Friday, March 19, 2010

How the US and the EU sustained the Castro dictatorship

How the US and the EU sustained the Castro dictatorship
By Daniel Hannan World Last updated: March 19th, 2010

Sola mors tyrannicida est, wrote Thomas More: death is the only way to
get rid of tyrants. And so it has proved for Fidel Castro. Twenty years
ago, he looked finished. The USSR had collapsed, and the Soviet
subsidies that had propped up the Cuban economy for 30 years had been
abruptly terminated. Around the world, statues of Lenin were being
melted down or sold off to collectors of kitsch. But Castro never
wavered in his revolutionary fervour. Unlike the apparatchiks of Eastern
Europe, he had not inherited the Communist system, nor seen it imposed
by a foreign army. The Cuban revolution was his revolution, and he was
damned if he was going to give it up.

By sheer force of personality, Castro kept the red flag flying over his
muggy Caribbean island. His eyes grew rheumier, and his beard sparser,
but his domination of the political machine remained total. The
Americans were in no doubt that if they removed the dictator, the
dictatorship would collapse. The CIA, acting on St Thomas's dictum, is
supposed to have tried to kill Castro 638 times, sometimes in ways that
were pure Inspector Clouseau. On one occasion, agents are said to have
persuaded Castro's former lover to assassinate him with poisoned cold
cream; on another, they tried to plant an infected wetsuit on him; on
yet another, an exploding cigar. In the event, it will fall to the
Almighty to achieve what the boys from Langley could not.
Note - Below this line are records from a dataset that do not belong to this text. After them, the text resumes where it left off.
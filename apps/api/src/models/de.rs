//! Lenient field decoders for profile and job snapshots.
//!
//! Scalar fields degrade to a neutral value when they are missing or malformed.
//! Collections are never routed through here: a missing array is a client bug
//! and must reject the request.

use chrono::{DateTime, NaiveDate};
use serde::{Deserialize, Deserializer};
use serde_json::Value;

/// Absent, `null` or non-string scalars decode as an empty string.
/// Numbers and booleans keep their textual form.
pub fn lenient_string<'de, D>(deserializer: D) -> Result<String, D::Error>
where
    D: Deserializer<'de>,
{
    Ok(match Value::deserialize(deserializer)? {
        Value::String(s) => s,
        Value::Number(n) => n.to_string(),
        Value::Bool(b) => b.to_string(),
        _ => String::new(),
    })
}

/// Accepts a finite JSON number or a numeric string. Anything else is `None`.
pub fn lenient_f64<'de, D>(deserializer: D) -> Result<Option<f64>, D::Error>
where
    D: Deserializer<'de>,
{
    Ok(number_from_value(&Value::deserialize(deserializer)?))
}

/// Like [`lenient_f64`] but falls back to `0.0`.
pub fn lenient_f64_or_zero<'de, D>(deserializer: D) -> Result<f64, D::Error>
where
    D: Deserializer<'de>,
{
    Ok(number_from_value(&Value::deserialize(deserializer)?).unwrap_or(0.0))
}

/// Importance weights live in `[0, 1]`; missing values count as fully important.
pub fn unit_interval<'de, D>(deserializer: D) -> Result<f64, D::Error>
where
    D: Deserializer<'de>,
{
    Ok(number_from_value(&Value::deserialize(deserializer)?)
        .map(|v| v.clamp(0.0, 1.0))
        .unwrap_or(1.0))
}

/// Accepts the formats of [`parse_date`]. Unparseable input is treated as an
/// absent date.
pub fn lenient_date<'de, D>(deserializer: D) -> Result<Option<NaiveDate>, D::Error>
where
    D: Deserializer<'de>,
{
    Ok(match Value::deserialize(deserializer)? {
        Value::String(s) => parse_date(&s),
        _ => None,
    })
}

/// Full dates in these formats, tried in order.
const DAY_FORMATS: [&str; 2] = ["%Y-%m-%d", "%m/%d/%Y"];
/// Month-only formats, read as the 1st of that month.
const MONTH_FORMATS: [&str; 3] = ["%Y-%m", "%b %Y", "%B %Y"];

/// Parses `YYYY-MM-DD`, `MM/DD/YYYY`, an RFC 3339 timestamp, or a month given
/// as `YYYY-MM`, `Mar 2021` or `March 2021`.
pub fn parse_date(raw: &str) -> Option<NaiveDate> {
    let raw = raw.trim();
    if raw.is_empty() {
        return None;
    }
    if let Some(date) = DAY_FORMATS
        .iter()
        .find_map(|fmt| NaiveDate::parse_from_str(raw, fmt).ok())
    {
        return Some(date);
    }
    if let Ok(ts) = DateTime::parse_from_rfc3339(raw) {
        return Some(ts.date_naive());
    }
    MONTH_FORMATS
        .iter()
        .find_map(|fmt| NaiveDate::parse_from_str(&format!("{raw} 01"), &format!("{fmt} %d")).ok())
}

fn number_from_value(value: &Value) -> Option<f64> {
    let n = match value {
        Value::Number(n) => n.as_f64(),
        Value::String(s) => s.trim().parse::<f64>().ok(),
        _ => None,
    }?;
    n.is_finite().then_some(n)
}

#[cfg(test)]
mod tests {
    use super::*;
    use serde_json::json;

    #[derive(Debug, Deserialize)]
    struct Decoded {
        #[serde(default, deserialize_with = "lenient_string")]
        name: String,
        #[serde(default, deserialize_with = "lenient_f64")]
        gpa: Option<f64>,
        #[serde(default, deserialize_with = "lenient_date")]
        date: Option<NaiveDate>,
        #[serde(default = "one", deserialize_with = "unit_interval")]
        importance: f64,
    }

    fn one() -> f64 {
        1.0
    }

    fn decode(value: Value) -> Decoded {
        serde_json::from_value(value).unwrap()
    }

    #[test]
    fn test_missing_fields_take_neutral_values() {
        let p = decode(json!({}));
        assert_eq!(p.name, "");
        assert_eq!(p.gpa, None);
        assert_eq!(p.date, None);
        assert_eq!(p.importance, 1.0);
    }

    #[test]
    fn test_null_string_is_empty() {
        assert_eq!(decode(json!({"name": null})).name, "");
    }

    #[test]
    fn test_gpa_accepts_numeric_string() {
        assert_eq!(decode(json!({"gpa": "3.7"})).gpa, Some(3.7));
    }

    #[test]
    fn test_gpa_garbage_is_absent() {
        assert_eq!(decode(json!({"gpa": "N/A"})).gpa, None);
        assert_eq!(decode(json!({"gpa": true})).gpa, None);
        assert_eq!(decode(json!({"gpa": [3.5]})).gpa, None);
    }

    #[test]
    fn test_date_formats() {
        let expected = NaiveDate::from_ymd_opt(2021, 3, 15);
        assert_eq!(decode(json!({"date": "2021-03-15"})).date, expected);
        assert_eq!(
            decode(json!({"date": "2021-03-15T00:00:00.000Z"})).date,
            expected
        );
        assert_eq!(
            decode(json!({"date": "2021-03"})).date,
            NaiveDate::from_ymd_opt(2021, 3, 1)
        );
        assert_eq!(
            decode(json!({"date": "03/15/2021"})).date,
            expected
        );
        assert_eq!(decode(json!({"date": "present"})).date, None);
        assert_eq!(decode(json!({"date": ""})).date, None);
    }

    #[test]
    fn test_month_name_formats_read_as_first_of_month() {
        let march = NaiveDate::from_ymd_opt(2021, 3, 1);
        assert_eq!(parse_date("Mar 2021"), march);
        assert_eq!(parse_date("March 2021"), march);
        assert_eq!(parse_date(" Dec 2011 "), NaiveDate::from_ymd_opt(2011, 12, 1));
        assert_eq!(parse_date("13/01/2021"), None);
        assert_eq!(parse_date("Marchember 2021"), None);
    }

    #[test]
    fn test_importance_is_clamped() {
        assert_eq!(decode(json!({"importance": 4})).importance, 1.0);
        assert_eq!(decode(json!({"importance": -1})).importance, 0.0);
        assert_eq!(decode(json!({"importance": 0.25})).importance, 0.25);
    }
}
//! Education match scorer (10 % of the overall score).

use serde::{Deserialize, Serialize};

use crate::models::{EducationEntry, Requirement};

const NO_EDUCATION_SCORE: u32 = 50;
const BASE_SCORE: f64 = 70.0;
const HIGH_GPA: f64 = 3.5;

#[derive(Debug, Clone, Copy, PartialEq, Eq, Hash, Serialize, Deserialize)]
#[serde(rename_all = "snake_case")]
pub enum DegreeLevel {
    Bachelor,
    Master,
    Doctorate,
}

impl DegreeLevel {
    const ALL: [DegreeLevel; 3] = [
        DegreeLevel::Bachelor,
        DegreeLevel::Master,
        DegreeLevel::Doctorate,
    ];

    fn markers(self) -> &'static [&'static str] {
        match self {
            DegreeLevel::Bachelor => &["bachelor"],
            DegreeLevel::Master => &["master"],
            DegreeLevel::Doctorate => &["phd", "doctorate"],
        }
    }

    /// Plain substring check on already lower-cased text.
    fn is_mentioned_in(self, lowered: &str) -> bool {
        self.markers().iter().any(|m| lowered.contains(m))
    }
}

/// Which degree levels a piece of text mentions. Levels are independent flags.
#[derive(Debug, Clone, Copy, Default, PartialEq, Eq, Serialize, Deserialize)]
pub struct DegreeSet {
    pub bachelor: bool,
    pub master: bool,
    pub doctorate: bool,
}

impl DegreeSet {
    pub fn classify(text: &str) -> Self {
        let lowered = text.to_lowercase();
        DegreeLevel::ALL
            .into_iter()
            .filter(|level| level.is_mentioned_in(&lowered))
            .fold(Self::default(), |set, level| set.with(level))
    }

    pub fn contains(&self, level: DegreeLevel) -> bool {
        match level {
            DegreeLevel::Bachelor => self.bachelor,
            DegreeLevel::Master => self.master,
            DegreeLevel::Doctorate => self.doctorate,
        }
    }

    fn with(mut self, level: DegreeLevel) -> Self {
        match level {
            DegreeLevel::Bachelor => self.bachelor = true,
            DegreeLevel::Master => self.master = true,
            DegreeLevel::Doctorate => self.doctorate = true,
        }
        self
    }

    fn union(self, other: Self) -> Self {
        Self {
            bachelor: self.bachelor || other.bachelor,
            master: self.master || other.master,
            doctorate: self.doctorate || other.doctorate,
        }
    }
}

#[derive(Debug, Clone, PartialEq, Serialize, Deserialize)]
pub struct EducationScore {
    pub score: u32,
    pub required: DegreeSet,
    pub held: DegreeSet,
}

pub fn score_education(education: &[EducationEntry], requirements: &[Requirement]) -> EducationScore {
    let texts: Vec<&str> = requirements.iter().map(|r| r.text.as_str()).collect();
    let required = DegreeSet::classify(&texts.join(" "));

    if education.is_empty() {
        return EducationScore {
            score: NO_EDUCATION_SCORE,
            required,
            held: DegreeSet::default(),
        };
    }

    let held = education
        .iter()
        .map(|e| DegreeSet::classify(&e.degree))
        .fold(DegreeSet::default(), DegreeSet::union);

    let both = |level| required.contains(level) && held.contains(level);
    let mut score = if both(DegreeLevel::Doctorate) {
        100.0
    } else if both(DegreeLevel::Master) {
        95.0
    } else if both(DegreeLevel::Bachelor) {
        90.0
    } else if held.bachelor {
        85.0
    } else {
        BASE_SCORE
    };

    if education.iter().any(|e| e.gpa.is_some_and(|gpa| gpa >= HIGH_GPA)) {
        score = (score + 5.0).min(100.0);
    }
    if education.iter().any(|e| !e.achievements.is_empty()) {
        score = (score + 5.0).min(100.0);
    }

    EducationScore {
        score: score.round() as u32,
        required,
        held,
    }
}
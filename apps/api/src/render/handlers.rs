//! Axum route handlers for resume rendering.

use axum::{extract::rejection::JsonRejection, extract::State, Json};
use chrono::Utc;
use serde::{Deserialize, Serialize};
use tracing::info;

use crate::errors::AppError;
use crate::models::{CandidateProfile, JobAnalysis};
use crate::render::latex::render_resume_latex;
use crate::selection::select_content;
use crate::state::AppState;

#[derive(Debug, Default, Deserialize)]
#[serde(rename_all = "camelCase")]
pub struct RenderLatexRequest {
    #[serde(default)]
    pub profile: Option<CandidateProfile>,
    /// When present, the profile is tailored to this job before rendering.
    #[serde(default)]
    pub job_analysis: Option<JobAnalysis>,
}

#[derive(Debug, Serialize)]
pub struct RenderLatexResponse {
    pub latex: String,
}

/// POST /api/v1/resumes/latex
pub async fn handle_render_latex(
    State(state): State<AppState>,
    payload: Result<Json<RenderLatexRequest>, JsonRejection>,
) -> Result<Json<RenderLatexResponse>, AppError> {
    let Json(request) = payload?;
    let profile = request
        .profile
        .ok_or_else(|| AppError::InvalidArgument("profile is required".to_string()))?;

    let profile = match &request.job_analysis {
        Some(job) => {
            select_content(
                &profile,
                job,
                &state.config.selection_limits,
                state.config.match_mode,
                Utc::now().date_naive(),
            )
            .tailored_profile
        }
        None => profile,
    };

    let latex = render_resume_latex(&profile);
    info!(
        "Rendered LaTeX resume ({} bytes, tailored: {})",
        latex.len(),
        request.job_analysis.is_some()
    );

    Ok(Json(RenderLatexResponse { latex }))
}
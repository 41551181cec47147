use axum::{
    extract::rejection::JsonRejection,
    http::StatusCode,
    response::{IntoResponse, Response},
    Json,
};
use serde_json::json;
use thiserror::Error;

use crate::scoring::ScoringError;

/// Application-level error type.
/// Implements `IntoResponse` so Axum handlers can return `Result<T, AppError>`.
#[derive(Debug, Error)]
pub enum AppError {
    #[error("Not found: {0}")]
    NotFound(String),

    #[error("Validation error: {0}")]
    Validation(String),

    /// Missing or malformed input objects and collections.
    #[error("Invalid argument: {0}")]
    InvalidArgument(String),
}

impl From<ScoringError> for AppError {
    fn from(err: ScoringError) -> Self {
        match err {
            ScoringError::InvalidArgument(msg) => AppError::InvalidArgument(msg),
        }
    }
}

impl From<JsonRejection> for AppError {
    fn from(rejection: JsonRejection) -> Self {
        AppError::InvalidArgument(rejection.body_text())
    }
}

impl IntoResponse for AppError {
    fn into_response(self) -> Response {
        let (status, code, message) = match &self {
            AppError::NotFound(msg) => (StatusCode::NOT_FOUND, "NOT_FOUND", msg.clone()),
            AppError::Validation(msg) => (StatusCode::BAD_REQUEST, "VALIDATION_ERROR", msg.clone()),
            AppError::InvalidArgument(msg) => {
                tracing::warn!("Rejected request: {msg}");
                (StatusCode::BAD_REQUEST, "INVALID_ARGUMENT", msg.clone())
            }
        };

        let body = Json(json!({
            "error": {
                "code": code,
                "message": message
            }
        }));

        (status, body).into_response()
    }
}
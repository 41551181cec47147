use std::sync::Arc;

use crate::config::Config;
use crate::scoring::AtsScorer;

/// Shared application state injected into all route handlers via Axum extractors.
/// Holds no per-request data: every endpoint is a pure computation.
#[derive(Clone)]
pub struct AppState {
    pub config: Config,
    /// Pluggable scorer. Default: HeuristicAtsScorer, match mode from ATS_MATCH_MODE.
    pub scorer: Arc<dyn AtsScorer>,
}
It will fall to the Almighty, too, to hold Castro to account for his
misdeeds — he has escaped any reckoning in this world. Not for him the
international court orders that were served on Ariel Sharon and Donald
Rumsfeld. Not for him the obloquy heaped on his old foe, Augusto
Pinochet, whom he was delighted to survive. On the contrary, Castro's
most famous bit of swanking, the claim after his first failed coup
attempt that 'history will absolve me', seems to be coming perversely
true. (I know readers of this blog are bored rigid by South American
dictators, but look at what has happened in Venezuela, Ecuador,
Nicaragua and Bolivia, for Heaven's sake.)

If the US has been unwise in giving the Cuban Communists the alibi of
their blockade, the EU has behaved wretchedly, refusing to deal with the
pro-democracy dissidents. Between them, they have condemned Cuba to 50
years of poverty and dictatorship. History will not absolve them.